While the idea of incorporation of CBME in training schedule of the proposed IMG is laudable, we should not lose sight of the fact that similar exercises in other parts of the world took over three decades for it to fructify (i.e., from the drawing board to actual implementation). The main reasons ascribed for this lag period were the fact that though a lot of thought process went into describing the various competencies required, very little effort was put in delineating the benchmarks for these competencies, as well as ways in which the achievement of these would be evaluated.
The central and crucial aspect of CBE is to analyse the occupational roles and convert these into definite outcomes, which can be assessed in a clearly demonstrable fashion in the trainees. Identifying the competencies which can truly cover the entire gamut of the roles of a particular occupation is a gargantuan task and may never be complete in the proper sense. The consequences of such an ill-prepared/ill-conceived competencies could result in demotivation and a lot of burden on the administration among other negative outcomes.
But all is not lost, since following certain principles could result in a successful implementation of CBE. These include proper selection of competencies which are appropriate as well as strong, keeping in mind the fact that the pace at which students learn would be different and also the system should be supportive of this aspect, required learning resources are readily available and also be reusable and finally an assessment methodology which is robustly reliable.

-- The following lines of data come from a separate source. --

//! All-at-once commonizers.

use super::Accumulator;

/// Commonizes all N values in one call.
pub trait BatchCommonizer<T, R> {
    fn commonize(&self, values: &[&T]) -> Option<R>;
}

/// Adapts a [`BatchCommonizer`] to the incremental shape by re-running the
/// batch over every value seen so far.
#[derive(Clone, Debug)]
pub struct Prefix<B, T, R> {
    batch: B,
    seen: Vec<T>,
    merged: Option<R>,
}

impl<B, T, R> Prefix<B, T, R> {
    pub fn new(batch: B) -> Self {
        Self {
            batch,
            seen: Vec::new(),
            merged: None,
        }
    }

    fn rerun(&mut self, next: &T) -> bool
    where
        B: BatchCommonizer<T, R>,
        T: Clone,
    {
        self.seen.push(next.clone());
        let values: Vec<&T> = self.seen.iter().collect();
        self.merged = self.batch.commonize(&values);
        self.merged.is_some()
    }
}

impl<B, T, R> Accumulator<T> for Prefix<B, T, R>
where
    B: BatchCommonizer<T, R>,
    T: Clone,
    R: Clone,
{
    type Output = R;

    const NAME: &'static str = "batch";

    fn initialize(&mut self, first: &T) -> bool {
        self.rerun(first)
    }

    fn combine(&mut self, next: &T) -> bool {
        self.rerun(next)
    }

    fn output(&self) -> Option<R> {
        self.merged.clone()
    }
}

The key to successful implementation of CBE seems to be the way in which students would be evaluated, because everything else like teaching strategies as well as learning patterns tend to adapt accordingly.
Some of the lacunae or difficulties noticed so far as the implementation of CBME while imparting physiology education for the current batch is as follows: Regarding certification of skills, keeping in mind that physiology is the preclinical subject with the maximum number of certifiable skills (i.e., 13), there is lack of clarity regarding the nitty-gritties of certification of these skills. Another aspect with respect to the various competencies is that there are some aberrations – like absence of certain competencies that is, ‘missing competencies’ (e.g., regulation of respiration), overlapping of competencies, etc. All these have to be ironed out pretty soon, so as to achieve the stated goals of CBME.

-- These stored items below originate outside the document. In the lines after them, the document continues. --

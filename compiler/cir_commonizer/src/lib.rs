//! Cross-target declaration commonizer.
//!
//! Given the same API surface compiled separately for N targets, computes
//! one common declaration tree that soundly abstracts all N. Every
//! declaration either gets a common projection or stays platform-specific.
//!
//! # Layers
//!
//! - [`core`]: incremental, associative and batch commonizer shapes and the
//!   adapters between them
//! - [`lattice`] and [`annotations`]: visibility, modality, deprecation and
//!   marker annotations
//! - [`types`]: structural type unification with alias substitution,
//!   platform-width integers and optimistic numeric widening
//! - [`members`] and [`supertypes`]: declaration assembly
//! - [`tree`]: merge-by-signature arena and the top-down driver
//!
//! # Errors
//!
//! A mismatch between targets is never an error; it is `Ok(None)` or an
//! absent node. [`CommonizerError`] is reserved for contract violations and
//! aborts the run.
//!
//! # Usage
//!
//! Build a [`CommonizerInput`] with one [`TargetInput`] per target and call
//! [`commonize`]. The library logs through `tracing` and never installs a
//! subscriber.

pub mod annotations;
mod api;
mod context;
pub mod core;
mod error;
pub mod lattice;
pub mod members;
mod settings;
mod stack;
pub mod supertypes;
pub mod tree;
pub mod types;

#[cfg(test)]
mod test_support;

pub use api::{commonize, CommonizerInput, TargetInput};
pub use context::CommonizerContext;
pub use error::{CommonizeResult, CommonizerError};
pub use settings::CommonizerSettings;
pub use tree::{CirNode, CommonizedTree, MergedTree, NodeId, NodeKey};
pub use types::{CommonType, TypeCommonizer, TypeCommonizerOptions};
//! Optimistic numeric widening.

use cir_ir::{well_known, ClassType, EntityId};

use crate::annotations::UnsafeNumberTag;

#[derive(Copy, Clone, Debug, PartialEq, Eq)]
enum NumericFamily {
    Signed,
    Unsigned,
    Floating,
}

/// Family and width rank of a numeric primitive.
fn numeric_rank(id: &EntityId) -> Option<(NumericFamily, u8)> {
    let ids = well_known();
    let ranked = [
        (&ids.byte, NumericFamily::Signed, 0),
        (&ids.short, NumericFamily::Signed, 1),
        (&ids.int, NumericFamily::Signed, 2),
        (&ids.long, NumericFamily::Signed, 3),
        (&ids.ubyte, NumericFamily::Unsigned, 0),
        (&ids.ushort, NumericFamily::Unsigned, 1),
        (&ids.uint, NumericFamily::Unsigned, 2),
        (&ids.ulong, NumericFamily::Unsigned, 3),
        (&ids.float, NumericFamily::Floating, 0),
        (&ids.double, NumericFamily::Floating, 1),
    ];
    ranked
        .into_iter()
        .find(|(known, _, _)| *known == id)
        .map(|(_, family, rank)| (family, rank))
}

/// Widen differing numerics of one family to the widest of them and record
/// each target's actual type in `tag`.
pub(super) fn commonize(expansions: &[ClassType], tag: &mut UnsafeNumberTag) -> Option<ClassType> {
    let mut widest: Option<(NumericFamily, u8, &EntityId)> = None;
    for ty in expansions {
        if ty.outer.is_some() || !ty.arguments.is_empty() {
            return None;
        }
        let (family, rank) = numeric_rank(&ty.class_id)?;
        match widest {
            Some((widest_family, _, _)) if widest_family != family => return None,
            Some((_, widest_rank, _)) if widest_rank >= rank => {}
            _ => widest = Some((family, rank, &ty.class_id)),
        }
    }

    let (_, _, id) = widest?;
    if expansions.iter().all(|ty| &ty.class_id == id) {
        return None;
    }
    tag.record(expansions.iter().map(|ty| &ty.class_id));
    Some(ClassType::new(id.clone()))
}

With the rolling out of the new CBME, attention should also be put into the faculty requirements of various subjects (appropriate increase would be helpful in delivering and adequate quality control of skill acquisition) and also a semblance of concordance should be brought between the infrastructure/equipment requirements in various subjects for CBME and those that are present in the ‘Minimum requirements’ prescribed by the MCI. Keeping in sight the current trend of digital India, emphasis on using digital instruments should be the norm.
Hence, it is the fervent hope of the teaching community in the field of medical education that CBME should not end up merely on paper, and it should be implemented in full letter and spirit.